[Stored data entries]
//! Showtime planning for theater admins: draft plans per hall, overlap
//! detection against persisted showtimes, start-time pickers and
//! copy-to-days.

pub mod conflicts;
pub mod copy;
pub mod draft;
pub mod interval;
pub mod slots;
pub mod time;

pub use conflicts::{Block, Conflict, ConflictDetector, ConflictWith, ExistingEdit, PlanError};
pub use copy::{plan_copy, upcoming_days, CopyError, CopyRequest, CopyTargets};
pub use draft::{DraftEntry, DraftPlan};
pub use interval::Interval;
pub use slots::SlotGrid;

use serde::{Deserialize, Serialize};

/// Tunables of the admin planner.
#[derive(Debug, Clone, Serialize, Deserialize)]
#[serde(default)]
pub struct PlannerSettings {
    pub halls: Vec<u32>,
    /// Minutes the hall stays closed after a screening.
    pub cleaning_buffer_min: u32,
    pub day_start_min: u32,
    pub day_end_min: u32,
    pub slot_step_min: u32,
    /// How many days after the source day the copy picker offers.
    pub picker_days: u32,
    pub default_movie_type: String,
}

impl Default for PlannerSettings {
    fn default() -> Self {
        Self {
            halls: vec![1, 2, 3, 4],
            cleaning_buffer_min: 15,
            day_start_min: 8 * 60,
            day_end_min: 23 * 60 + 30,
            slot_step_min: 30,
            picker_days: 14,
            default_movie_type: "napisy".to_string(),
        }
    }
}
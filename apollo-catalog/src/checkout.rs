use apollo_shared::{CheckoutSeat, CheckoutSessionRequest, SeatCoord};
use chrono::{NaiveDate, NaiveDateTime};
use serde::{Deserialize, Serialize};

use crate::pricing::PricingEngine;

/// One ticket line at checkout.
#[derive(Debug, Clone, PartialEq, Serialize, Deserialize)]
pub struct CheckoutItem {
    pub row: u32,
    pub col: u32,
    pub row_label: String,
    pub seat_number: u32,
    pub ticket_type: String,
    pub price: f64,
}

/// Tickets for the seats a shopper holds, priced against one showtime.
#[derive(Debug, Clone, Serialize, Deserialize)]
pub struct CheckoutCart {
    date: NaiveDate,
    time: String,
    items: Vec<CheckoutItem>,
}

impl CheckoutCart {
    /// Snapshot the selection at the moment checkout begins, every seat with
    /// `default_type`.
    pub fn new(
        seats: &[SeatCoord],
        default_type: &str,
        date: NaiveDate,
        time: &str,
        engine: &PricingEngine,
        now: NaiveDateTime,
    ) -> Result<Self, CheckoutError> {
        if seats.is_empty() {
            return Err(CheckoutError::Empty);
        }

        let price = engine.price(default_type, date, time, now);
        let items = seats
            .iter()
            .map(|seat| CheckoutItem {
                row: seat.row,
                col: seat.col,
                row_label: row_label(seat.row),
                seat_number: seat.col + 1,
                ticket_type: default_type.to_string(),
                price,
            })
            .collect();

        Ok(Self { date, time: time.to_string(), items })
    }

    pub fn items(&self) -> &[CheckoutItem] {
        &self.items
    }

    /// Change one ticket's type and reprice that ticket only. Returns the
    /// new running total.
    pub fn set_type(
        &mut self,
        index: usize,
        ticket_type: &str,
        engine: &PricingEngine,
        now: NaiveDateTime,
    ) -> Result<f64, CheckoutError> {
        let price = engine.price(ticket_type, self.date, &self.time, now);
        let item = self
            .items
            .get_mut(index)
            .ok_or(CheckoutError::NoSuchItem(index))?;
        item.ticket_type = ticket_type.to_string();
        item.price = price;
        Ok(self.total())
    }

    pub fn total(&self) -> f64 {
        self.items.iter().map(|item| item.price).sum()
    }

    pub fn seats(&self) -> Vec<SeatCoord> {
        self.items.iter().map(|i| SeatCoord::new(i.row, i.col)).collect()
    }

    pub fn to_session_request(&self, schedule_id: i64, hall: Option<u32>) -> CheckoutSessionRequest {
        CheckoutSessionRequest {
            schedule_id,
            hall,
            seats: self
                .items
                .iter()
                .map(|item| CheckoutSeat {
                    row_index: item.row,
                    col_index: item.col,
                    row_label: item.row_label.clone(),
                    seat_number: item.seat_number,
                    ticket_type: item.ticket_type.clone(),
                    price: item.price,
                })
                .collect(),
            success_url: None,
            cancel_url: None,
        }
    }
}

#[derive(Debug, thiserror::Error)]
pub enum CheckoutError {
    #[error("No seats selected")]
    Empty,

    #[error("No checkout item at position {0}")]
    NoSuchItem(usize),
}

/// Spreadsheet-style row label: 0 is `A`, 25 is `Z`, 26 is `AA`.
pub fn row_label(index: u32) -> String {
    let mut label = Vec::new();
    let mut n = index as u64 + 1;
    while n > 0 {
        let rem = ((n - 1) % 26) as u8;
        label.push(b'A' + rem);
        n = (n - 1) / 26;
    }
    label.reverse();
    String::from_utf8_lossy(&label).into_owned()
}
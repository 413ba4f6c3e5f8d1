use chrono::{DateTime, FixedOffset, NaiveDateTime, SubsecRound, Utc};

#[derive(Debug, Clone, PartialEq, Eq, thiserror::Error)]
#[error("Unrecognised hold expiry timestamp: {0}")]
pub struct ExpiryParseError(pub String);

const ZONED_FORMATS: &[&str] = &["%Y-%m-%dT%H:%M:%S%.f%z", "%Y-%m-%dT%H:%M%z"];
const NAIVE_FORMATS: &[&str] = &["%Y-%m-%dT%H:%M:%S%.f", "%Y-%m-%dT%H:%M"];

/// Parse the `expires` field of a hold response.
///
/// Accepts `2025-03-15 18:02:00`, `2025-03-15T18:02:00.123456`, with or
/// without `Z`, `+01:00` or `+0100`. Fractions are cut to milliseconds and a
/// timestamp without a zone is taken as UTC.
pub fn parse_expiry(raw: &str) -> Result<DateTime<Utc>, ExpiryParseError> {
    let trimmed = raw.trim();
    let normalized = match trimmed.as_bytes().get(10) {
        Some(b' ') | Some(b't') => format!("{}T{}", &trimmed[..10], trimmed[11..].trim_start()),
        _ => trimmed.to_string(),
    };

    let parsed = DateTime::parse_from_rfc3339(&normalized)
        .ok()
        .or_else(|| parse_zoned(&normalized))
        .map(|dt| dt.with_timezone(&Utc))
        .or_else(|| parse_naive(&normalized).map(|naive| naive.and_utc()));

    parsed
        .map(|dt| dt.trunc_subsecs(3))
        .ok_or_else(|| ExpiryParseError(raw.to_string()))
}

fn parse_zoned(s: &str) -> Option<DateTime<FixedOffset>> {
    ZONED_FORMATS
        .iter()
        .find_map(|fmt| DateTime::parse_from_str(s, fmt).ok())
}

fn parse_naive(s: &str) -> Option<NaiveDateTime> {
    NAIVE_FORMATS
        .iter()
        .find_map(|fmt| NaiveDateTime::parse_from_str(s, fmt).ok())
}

---

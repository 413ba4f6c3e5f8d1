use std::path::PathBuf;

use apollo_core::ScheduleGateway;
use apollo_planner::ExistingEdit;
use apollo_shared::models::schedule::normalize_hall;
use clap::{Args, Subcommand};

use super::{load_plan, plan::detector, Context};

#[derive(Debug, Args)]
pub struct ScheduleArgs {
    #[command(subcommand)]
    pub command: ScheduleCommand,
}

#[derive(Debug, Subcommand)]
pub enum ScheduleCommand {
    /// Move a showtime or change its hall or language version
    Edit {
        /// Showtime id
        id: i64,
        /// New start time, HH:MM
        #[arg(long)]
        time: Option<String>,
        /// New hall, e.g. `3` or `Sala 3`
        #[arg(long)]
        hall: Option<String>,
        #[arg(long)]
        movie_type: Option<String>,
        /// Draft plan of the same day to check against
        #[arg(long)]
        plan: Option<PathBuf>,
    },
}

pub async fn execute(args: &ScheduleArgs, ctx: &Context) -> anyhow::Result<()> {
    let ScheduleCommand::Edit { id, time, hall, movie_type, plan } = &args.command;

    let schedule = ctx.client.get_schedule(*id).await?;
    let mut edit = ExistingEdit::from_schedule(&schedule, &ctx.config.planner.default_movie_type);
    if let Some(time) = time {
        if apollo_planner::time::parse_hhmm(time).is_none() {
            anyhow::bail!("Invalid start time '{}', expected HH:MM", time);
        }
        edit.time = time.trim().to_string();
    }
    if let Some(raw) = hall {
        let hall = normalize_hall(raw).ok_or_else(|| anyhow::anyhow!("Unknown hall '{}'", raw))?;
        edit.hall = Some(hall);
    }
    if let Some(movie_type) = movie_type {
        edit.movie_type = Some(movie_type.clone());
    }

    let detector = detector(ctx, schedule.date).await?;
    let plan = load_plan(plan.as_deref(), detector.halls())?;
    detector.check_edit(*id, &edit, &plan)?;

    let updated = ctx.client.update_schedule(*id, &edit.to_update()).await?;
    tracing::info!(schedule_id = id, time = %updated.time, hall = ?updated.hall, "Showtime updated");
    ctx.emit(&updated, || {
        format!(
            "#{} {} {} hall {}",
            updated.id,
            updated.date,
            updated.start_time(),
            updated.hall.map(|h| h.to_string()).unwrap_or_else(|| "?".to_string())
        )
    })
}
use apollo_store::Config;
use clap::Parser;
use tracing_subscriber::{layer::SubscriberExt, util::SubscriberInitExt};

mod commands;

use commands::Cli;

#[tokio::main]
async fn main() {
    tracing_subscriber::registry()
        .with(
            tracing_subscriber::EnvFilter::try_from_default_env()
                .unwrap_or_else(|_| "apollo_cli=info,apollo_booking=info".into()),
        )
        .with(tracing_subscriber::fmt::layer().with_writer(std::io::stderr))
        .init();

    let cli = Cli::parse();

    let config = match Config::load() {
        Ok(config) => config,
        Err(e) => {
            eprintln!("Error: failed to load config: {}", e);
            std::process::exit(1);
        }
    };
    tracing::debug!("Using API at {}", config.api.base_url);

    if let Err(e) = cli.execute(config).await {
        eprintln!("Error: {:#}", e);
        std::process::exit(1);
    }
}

Problem:
Look through the entries and return each line that has the word "CheckoutError" in it.

Answer section:
    ) -> Result<Self, CheckoutError> {
            return Err(CheckoutError::Empty);
    ) -> Result<f64, CheckoutError> {
            .ok_or(CheckoutError::NoSuchItem(index))?;
pub enum CheckoutError {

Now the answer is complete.